Collected data
________________________________________

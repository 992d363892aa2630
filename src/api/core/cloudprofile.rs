// Copyright 2024 The Kubernetes Authors.
// Licensed under the Apache License, Version 2.0

//! CloudProfile and NamespacedCloudProfile: machine and volume catalogs.

use crate::api::meta::ObjectMeta;
use crate::api::quantity::Quantity;
use serde::{Deserialize, Serialize};

/// Kind of a plain cloud profile reference.
pub const KIND_CLOUD_PROFILE: &str = "CloudProfile";
/// Kind of a namespaced cloud profile reference.
pub const KIND_NAMESPACED_CLOUD_PROFILE: &str = "NamespacedCloudProfile";

/// CloudProfileReference points a shoot at a CloudProfile or at a
/// NamespacedCloudProfile in the shoot's namespace.
#[derive(Debug, Clone, Default, PartialEq, Eq, Serialize, Deserialize)]
#[serde(rename_all = "camelCase", default)]
pub struct CloudProfileReference {
    pub kind: String,
    pub name: String,
}

impl CloudProfileReference {
    pub fn cloud_profile(name: &str) -> Self {
        Self {
            kind: KIND_CLOUD_PROFILE.to_string(),
            name: name.to_string(),
        }
    }

    pub fn namespaced(name: &str) -> Self {
        Self {
            kind: KIND_NAMESPACED_CLOUD_PROFILE.to_string(),
            name: name.to_string(),
        }
    }

    pub fn is_namespaced(&self) -> bool {
        self.kind == KIND_NAMESPACED_CLOUD_PROFILE
    }
}

/// CloudProfile is a cluster-scoped catalog for one infrastructure provider.
#[derive(Debug, Clone, Default, PartialEq, Serialize, Deserialize)]
#[serde(rename_all = "camelCase", default)]
pub struct CloudProfile {
    pub metadata: ObjectMeta,
    pub spec: CloudProfileSpec,
}

#[derive(Debug, Clone, Default, PartialEq, Serialize, Deserialize)]
#[serde(rename_all = "camelCase", default)]
pub struct CloudProfileSpec {
    #[serde(rename = "type")]
    pub type_: String,
    pub kubernetes: KubernetesSettings,
    #[serde(skip_serializing_if = "Vec::is_empty")]
    pub machine_images: Vec<MachineImage>,
    #[serde(skip_serializing_if = "Vec::is_empty")]
    pub machine_types: Vec<MachineType>,
    #[serde(skip_serializing_if = "Vec::is_empty")]
    pub volume_types: Vec<VolumeType>,
    #[serde(skip_serializing_if = "Vec::is_empty")]
    pub regions: Vec<Region>,
    #[serde(skip_serializing_if = "Option::is_none")]
    pub provider_config: Option<serde_json::Value>,
}

impl CloudProfileSpec {
    pub fn machine_type(&self, name: &str) -> Option<&MachineType> {
        self.machine_types.iter().find(|m| m.name == name)
    }

    pub fn volume_type(&self, name: &str) -> Option<&VolumeType> {
        self.volume_types.iter().find(|v| v.name == name)
    }
}

#[derive(Debug, Clone, Default, PartialEq, Serialize, Deserialize)]
#[serde(rename_all = "camelCase", default)]
pub struct KubernetesSettings {
    #[serde(skip_serializing_if = "Vec::is_empty")]
    pub versions: Vec<ExpirableVersion>,
}

#[derive(Debug, Clone, Default, PartialEq, Serialize, Deserialize)]
#[serde(rename_all = "camelCase", default)]
pub struct ExpirableVersion {
    pub version: String,
    #[serde(skip_serializing_if = "Option::is_none")]
    pub classification: Option<String>,
}

#[derive(Debug, Clone, Default, PartialEq, Serialize, Deserialize)]
#[serde(rename_all = "camelCase", default)]
pub struct MachineImage {
    pub name: String,
    #[serde(skip_serializing_if = "Vec::is_empty")]
    pub versions: Vec<ExpirableVersion>,
}

/// MachineType describes the resources of one machine flavour.
#[derive(Debug, Clone, Default, PartialEq, Serialize, Deserialize)]
#[serde(rename_all = "camelCase", default)]
pub struct MachineType {
    pub name: String,
    pub cpu: Quantity,
    pub gpu: Quantity,
    pub memory: Quantity,
    #[serde(skip_serializing_if = "Option::is_none")]
    pub storage: Option<MachineTypeStorage>,
}

impl MachineType {
    pub fn new(name: &str, cpu: Quantity, gpu: Quantity, memory: Quantity) -> Self {
        Self {
            name: name.to_string(),
            cpu,
            gpu,
            memory,
            storage: None,
        }
    }
}

/// MachineTypeStorage is the built-in disk of a machine type.
#[derive(Debug, Clone, Default, PartialEq, Serialize, Deserialize)]
#[serde(rename_all = "camelCase", default)]
pub struct MachineTypeStorage {
    pub class: String,
    #[serde(skip_serializing_if = "Option::is_none")]
    pub storage_size: Option<Quantity>,
    #[serde(rename = "type")]
    pub type_: String,
}

#[derive(Debug, Clone, Default, PartialEq, Serialize, Deserialize)]
#[serde(rename_all = "camelCase", default)]
pub struct VolumeType {
    pub name: String,
    pub class: String,
}

impl VolumeType {
    pub fn new(name: &str, class: &str) -> Self {
        Self {
            name: name.to_string(),
            class: class.to_string(),
        }
    }
}

#[derive(Debug, Clone, Default, PartialEq, Serialize, Deserialize)]
#[serde(rename_all = "camelCase", default)]
pub struct Region {
    pub name: String,
    #[serde(skip_serializing_if = "Vec::is_empty")]
    pub zones: Vec<String>,
}

/// NamespacedCloudProfile extends a parent CloudProfile for one project.
#[derive(Debug, Clone, Default, PartialEq, Serialize, Deserialize)]
#[serde(rename_all = "camelCase", default)]
pub struct NamespacedCloudProfile {
    pub metadata: ObjectMeta,
    pub spec: NamespacedCloudProfileSpec,
    #[serde(skip_serializing_if = "Option::is_none")]
    pub status: Option<NamespacedCloudProfileStatus>,
}

#[derive(Debug, Clone, Default, PartialEq, Serialize, Deserialize)]
#[serde(rename_all = "camelCase", default)]
pub struct NamespacedCloudProfileSpec {
    pub parent: CloudProfileReference,
    #[serde(skip_serializing_if = "Option::is_none")]
    pub kubernetes: Option<KubernetesSettings>,
    #[serde(skip_serializing_if = "Vec::is_empty")]
    pub machine_images: Vec<MachineImage>,
    #[serde(skip_serializing_if = "Vec::is_empty")]
    pub machine_types: Vec<MachineType>,
    #[serde(skip_serializing_if = "Vec::is_empty")]
    pub volume_types: Vec<VolumeType>,
    #[serde(skip_serializing_if = "Option::is_none")]
    pub provider_config: Option<serde_json::Value>,
}

/// The status carries the parent spec merged with the namespaced additions.
#[derive(Debug, Clone, Default, PartialEq, Serialize, Deserialize)]
#[serde(rename_all = "camelCase", default)]
pub struct NamespacedCloudProfileStatus {
    pub cloud_profile_spec: CloudProfileSpec,
}

impl NamespacedCloudProfile {
    /// Returns the merged spec when the status is already populated, or the
    /// parent spec extended with the namespaced machine and volume types.
    pub fn effective_spec(&self, parent: &CloudProfileSpec) -> CloudProfileSpec {
        if let Some(status) = &self.status {
            return status.cloud_profile_spec.clone();
        }
        let mut spec = parent.clone();
        for machine_type in &self.spec.machine_types {
            if spec.machine_type(&machine_type.name).is_none() {
                spec.machine_types.push(machine_type.clone());
            }
        }
        for volume_type in &self.spec.volume_types {
            if spec.volume_type(&volume_type.name).is_none() {
                spec.volume_types.push(volume_type.clone());
            }
        }
        spec
    }
}

#[cfg(test)]
mod tests {
    use super::*;

    fn q(s: &str) -> Quantity {
        s.parse().unwrap()
    }

    #[test]
    fn test_effective_spec_extends_parent() {
        let parent = CloudProfileSpec {
            type_: "aws".to_string(),
            machine_types: vec![MachineType::new("m5.large", q("2"), q("0"), q("8Gi"))],
            volume_types: vec![VolumeType::new("gp3", "standard")],
            ..Default::default()
        };
        let ncp = NamespacedCloudProfile {
            metadata: ObjectMeta::namespaced("garden-dev", "custom"),
            spec: NamespacedCloudProfileSpec {
                parent: CloudProfileReference::cloud_profile("aws"),
                machine_types: vec![MachineType::new("p3.xlarge", q("4"), q("1"), q("61Gi"))],
                ..Default::default()
            },
            status: None,
        };
        let spec = ncp.effective_spec(&parent);
        assert!(spec.machine_type("m5.large").is_some());
        assert!(spec.machine_type("p3.xlarge").is_some());
        assert_eq!(spec.volume_type("gp3").unwrap().class, "standard");
    }

    #[test]
    fn test_effective_spec_prefers_status() {
        let ncp = NamespacedCloudProfile {
            status: Some(NamespacedCloudProfileStatus {
                cloud_profile_spec: CloudProfileSpec {
                    type_: "merged".to_string(),
                    ..Default::default()
                },
            }),
            ..Default::default()
        };
        assert_eq!(ncp.effective_spec(&CloudProfileSpec::default()).type_, "merged");
    }
}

________________________________________

*INSTRUCTIONS FOR THE TASK:* Where a line of the records above holds the word "ObjectMeta", count it; give the total as a single number and nothing else.

*RESPONSE FOR THIS EXERCISE:* 4